(WHAT TO WORK ON)
Each line from the one containing "let dest = self.slot_path(key);" through the last line of the data below is to be written out verbatim, and nothing more.

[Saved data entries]

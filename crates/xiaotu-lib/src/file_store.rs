//! File-backed key-value slots: one `<key>.json` file per slot.
//!
//! Writes go to a `.partial` sibling first and are renamed into place, so a
//! crash mid-write leaves the previous contents intact.

use std::io::ErrorKind;
use std::path::PathBuf;

use tracing::debug;

use xiaotu_core::storage::KeyValueStorage;

#[derive(Debug, Clone)]
pub struct JsonFileStorage {
    dir: PathBuf,
}

impl JsonFileStorage {
    pub fn new(dir: impl Into<PathBuf>) -> Self {
        Self { dir: dir.into() }
    }

    /// Path of the file backing `key`.
    pub fn slot_path(&self, key: &str) -> PathBuf {
        self.dir.join(format!("{key}.json"))
    }
}

impl KeyValueStorage for JsonFileStorage {
    fn load(&self, key: &str) -> Result<Option<String>, String> {
        let path = self.slot_path(key);
        match std::fs::read_to_string(&path) {
            Ok(contents) => Ok(Some(contents)),
            Err(e) if e.kind() == ErrorKind::NotFound => Ok(None),
            Err(e) => Err(format!("failed to read {}: {e}", path.display())),
        }
    }

    fn save(&self, key: &str, value: &str) -> Result<(), String> {
        std::fs::create_dir_all(&self.dir)
            .map_err(|e| format!("failed to create {}: {e}", self.dir.display()))?;

        let dest = self.slot_path(key);
        let partial = self.dir.join(format!("{key}.json.partial"));
        std::fs::write(&partial, value)
            .map_err(|e| format!("failed to write {}: {e}", partial.display()))?;
        std::fs::rename(&partial, &dest)
            .map_err(|e| format!("failed to finalize {}: {e}", dest.display()))?;

        debug!("saved slot {key} ({} bytes)", value.len());
        Ok(())
    }
}
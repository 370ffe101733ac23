//! xiaotu-lib — Story server engine.
//!
//! ElevenLabs proxy, file-backed persistence, shared state, and HTTP API.
//! Depends on xiaotu-core for the phonetic tables and text formatting.

pub mod file_store;
pub mod server;
pub mod state;
pub mod tts;

// Re-export xiaotu-core for convenience
pub use xiaotu_core;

(OUTPUT OF THE EXERCISE)
        let dest = self.slot_path(key);
        let partial = self.dir.join(format!("{key}.json.partial"));
        std::fs::write(&partial, value)
            .map_err(|e| format!("failed to write {}: {e}", partial.display()))?;
        std::fs::rename(&partial, &dest)
            .map_err(|e| format!("failed to finalize {}: {e}", dest.display()))?;

        debug!("saved slot {key} ({} bytes)", value.len());
        Ok(())
    }
}
repository 370ffe101733ac23
//! xiaotu-lib — Story server engine.
//!
//! ElevenLabs proxy, file-backed persistence, shared state, and HTTP API.
//! Depends on xiaotu-core for the phonetic tables and text formatting.

pub mod file_store;
pub mod server;
pub mod state;
pub mod tts;

// Re-export xiaotu-core for convenience
pub use xiaotu_core;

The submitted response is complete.